Jo Se-Hee, Lee Jina, Won Wangyun, Kim Jun-Woo
CJ Blossom Park, CJ BIO Research Institute, 55, Gwanggyo-ro 42beon-gil, Yeongtong-gu, Suwon-Si, Gyeonggi-do 16495, Republic of Korea.
Department of Chemical and Biological Engineering, Korea University, 145 Anam-ro, Seongbuk-gu, Seoul 02841, Republic of Korea.
ACS Omega. 2025 Jan 13;10(3):2949-2957. doi: 10.1021/acsomega.4c09246. eCollection 2025 Jan 28.
A major challenge in bioprocess simulation is the lack of physical and chemical property databases for biochemicals. A Python-based algorithm was developed for estimating the nonrandom two-liquid (NRTL) model parameters of aqueous binary systems in a straightforward manner from simplified molecular-input line-entry specification (SMILES) strings of substances in a system. This algorithm conducts a series of procedures: (1) fragmentation of the molecules into functional groups from SMILES, (2) calculation of activity coefficients under predetermined temperature and mole fraction conditions by employing universal quasi-chemical functional group activity coefficient (UNIFAC) model, and (3) regression of NRTL model parameters by employing UNIFAC model simulation results in the differential evolution algorithm (DEA) and Nelder-Mead method (NMM). The algorithm was applied to aqueous, binary mixture systems composed of 37 common biochemical substances such as amino acids, organic acids, and sugars. The obtained NRTL parameters were compared with those from Aspen Plus, a commercial software, which has an equivalent function for estimating the NRTL parameters. The percentage mean absolute residuals of the activity coefficients obtained using DEA, NMM, and the parameter estimation tool in Aspen Plus were in the ranges of 0.05-16.69, 0.05-16.69, and 0.09-326.77%, respectively. This in-house algorithm will be helpful for obtaining more accurate NRTL parameters in a timely manner and will facilitate the simulation of biochemical processes for process optimization, energy consumption estimation, and life cycle assessment.

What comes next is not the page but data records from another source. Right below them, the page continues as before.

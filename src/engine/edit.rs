//! Positional text edits and their application

use std::cmp::Reverse;
use std::collections::BTreeSet;

/// A single change against the original document, in byte offsets
#[derive(Debug, Clone, PartialEq, Eq)]
pub enum Edit {
    /// Insert `text` before the byte at `offset`
    Insert { offset: usize, text: String },
    /// Remove the bytes in `start..end`
    Remove { start: usize, end: usize },
}

impl Edit {
    /// The offset the edit is anchored at (the start of a removal).
    pub fn offset(&self) -> usize {
        match self {
            Edit::Insert { offset, .. } => *offset,
            Edit::Remove { start, .. } => *start,
        }
    }

    /// Removals sort ahead of insertions at the same offset.
    fn kind_rank(&self) -> u8 {
        match self {
            Edit::Remove { .. } => 0,
            Edit::Insert { .. } => 1,
        }
    }
}

/// Edits collected for one document, grouped per table reference
#[derive(Debug, Default, Clone)]
pub struct EditSet {
    edits: Vec<Edit>,
    /// Start offsets of the references that contributed edits
    references: BTreeSet<usize>,
}

impl EditSet {
    pub fn new() -> Self {
        Self::default()
    }

    /// Record all edits for the table reference starting at `reference_start`.
    ///
    /// Returns false (and records nothing) when `edits` is empty or the
    /// reference already contributed edits.
    pub fn push_reference(&mut self, reference_start: usize, edits: Vec<Edit>) -> bool {
        if edits.is_empty() || !self.references.insert(reference_start) {
            return false;
        }
        self.edits.extend(edits);
        true
    }

    /// Number of table references that contributed edits
    pub fn reference_count(&self) -> usize {
        self.references.len()
    }

    pub fn is_empty(&self) -> bool {
        self.edits.is_empty()
    }

    /// Edits in application order: strictly decreasing offset, removals first on ties.
    pub fn sorted(&self) -> Vec<&Edit> {
        let mut ordered: Vec<&Edit> = self.edits.iter().collect();
        ordered.sort_by_key(|edit| (Reverse(edit.offset()), edit.kind_rank()));
        ordered
    }
}

/// Apply `edits` to `doc`, producing a new string.
///
/// Equivalent to splicing each edit in decreasing-offset order, but done in a
/// single forward pass over the document. An edit that overlaps one already
/// applied, or that does not fall on a character boundary, is dropped.
pub fn apply_edits(doc: &str, edits: &EditSet) -> String {
    let inserted: usize = edits
        .edits
        .iter()
        .map(|edit| match edit {
            Edit::Insert { text, .. } => text.len(),
            Edit::Remove { .. } => 0,
        })
        .sum();
    let mut out = String::with_capacity(doc.len() + inserted);
    let mut cursor = 0;

    for edit in edits.sorted().into_iter().rev() {
        match edit {
            Edit::Insert { offset, text } => {
                if *offset < cursor || !doc.is_char_boundary(*offset) {
                    tracing::debug!("Dropping overlapping insert at {}", offset);
                    continue;
                }
                out.push_str(&doc[cursor..*offset]);
                out.push_str(text);
                cursor = *offset;
            }
            Edit::Remove { start, end } => {
                if *start < cursor
                    || start > end
                    || !doc.is_char_boundary(*start)
                    || !doc.is_char_boundary(*end)
                {
                    tracing::debug!("Dropping overlapping removal {}..{}", start, end);
                    continue;
                }
                out.push_str(&doc[cursor..*start]);
                cursor = *end;
            }
        }
    }

    out.push_str(&doc[cursor..]);
    out
}
//! Virtual time tagger demo CLI
//!
//! Runs a full simulated acquisition: laser on, aggregate counts, a raw
//! tag stream to disk, and a cross-correlation histogram of the stream.

use clap::Parser;
use photon_tagger::engine::{FileConfig, PumpLaser, SimLaser, TaggerEngine};
use photon_tagger::histogram::{cross_correlation_histogram, HistogramParams};
use photon_tagger::tags::read_tag_file;
use std::path::PathBuf;
use tracing::info;

#[derive(Debug, Parser)]
#[command(name = "photon-tagger", about = "Virtual time-correlated photon counting demo")]
struct Args {
    /// Optional TOML configuration file.
    #[arg(long)]
    config: Option<PathBuf>,

    /// RNG seed for a reproducible run.
    #[arg(long)]
    seed: Option<u64>,

    /// Acquisition duration in seconds.
    #[arg(long, default_value_t = 1.0)]
    duration: f64,

    /// Pump laser power in milliwatts.
    #[arg(long, default_value_t = 1.0)]
    power: f64,

    /// Output path for the raw tag stream.
    #[arg(long, default_value = "tags.txt")]
    tags_out: PathBuf,
}

fn main() {
    // Initialize logging
    tracing_subscriber::fmt()
        .with_env_filter(
            tracing_subscriber::EnvFilter::from_default_env()
                .add_directive(tracing::Level::INFO.into()),
        )
        .init();

    let args = Args::parse();
    info!("Virtual Time Tagger v{}", photon_tagger::VERSION);

    let config = match &args.config {
        Some(path) => match FileConfig::from_file(path) {
            Ok(config) => config,
            Err(e) => {
                eprintln!("Failed to load config: {}", e);
                std::process::exit(1);
            }
        },
        None => FileConfig::default(),
    };

    let mut engine = match args.seed {
        Some(seed) => TaggerEngine::with_seed(&config, seed),
        None => TaggerEngine::new(&config),
    };

    let mut laser = SimLaser::new();
    laser.set_power_mw(args.power);
    laser.set_emission(true);
    engine.attach_laser(Box::new(laser));

    // Aggregate acquisition
    engine.read(args.duration);

    for party in engine.parties() {
        let [ch_0, ch_1] = party.channels();
        for ch in [ch_0, ch_1] {
            let data = engine.get_count_data(&[ch]);
            println!(
                "{} channel {:2}: {:8} counts  ({:.0} Hz)",
                party.name(),
                ch,
                data.count,
                data.rate_hz
            );
        }
    }

    let coincidences = engine.get_count_data(&[1, 4]);
    println!(
        "Coincidences 1&4: {:8} counts  ({:.0} Hz)",
        coincidences.count, coincidences.rate_hz
    );

    // Raw tag stream
    let written = match engine.save_tags(&args.tags_out, args.duration) {
        Ok(n) => n,
        Err(e) => {
            eprintln!("Failed to write tag file: {}", e);
            std::process::exit(1);
        }
    };
    info!("{} tags written to {}", written, args.tags_out.display());

    // Round-trip through the file format into the analyzer
    let tags = match read_tag_file(&args.tags_out) {
        Ok(tags) => tags,
        Err(e) => {
            eprintln!("Failed to read tag file back: {}", e);
            std::process::exit(1);
        }
    };

    let params = HistogramParams {
        ch_a: 1,
        ch_b: 4,
        bin_width_ns: 1.0,
        hist_width_ns: 50.0,
    };
    match cross_correlation_histogram(&tags, &params) {
        Ok(hist) => {
            let peak = hist
                .counts
                .iter()
                .enumerate()
                .max_by(|a, b| a.1.total_cmp(b.1));
            if let Some((bin, &count)) = peak {
                println!(
                    "Histogram peak: {} pairs at dt = {:.1} ns",
                    count, hist.bin_centers_ns[bin]
                );
            }
        }
        Err(e) => {
            eprintln!("Histogram failed: {}", e);
            std::process::exit(1);
        }
    }

    info!("Done.");
}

生物过程模拟中的一个主要挑战是缺乏生化物质的物理和化学性质数据库。开发了一种基于Python的算法,用于从系统中物质的简化分子输入线性条目规范(SMILES)字符串直接估算二元水体系的非随机双液体(NRTL)模型参数。该算法进行一系列步骤:(1)从SMILES中将分子拆分为官能团;(2)通过采用通用准化学官能团活度系数(UNIFAC)模型,在预定温度和摩尔分数条件下计算活度系数;(3)通过在差分进化算法(DEA)和Nelder-Mead方法(NMM)中采用UNIFAC模型模拟结果对NRTL模型参数进行回归。该算法应用于由37种常见生化物质(如氨基酸、有机酸和糖类)组成的二元水混合体系。将获得的NRTL参数与商业软件Aspen Plus的参数进行比较,Aspen Plus具有估算NRTL参数的等效功能。使用DEA、NMM和Aspen Plus中的参数估计工具获得的活度系数的平均绝对残差百分比分别在0.05 - 16.69%、0.05 - 16.69%和0.09 - 326.77%范围内。这种内部算法将有助于及时获得更准确的NRTL参数,并将促进生化过程的模拟,以进行过程优化、能耗估算和生命周期评估。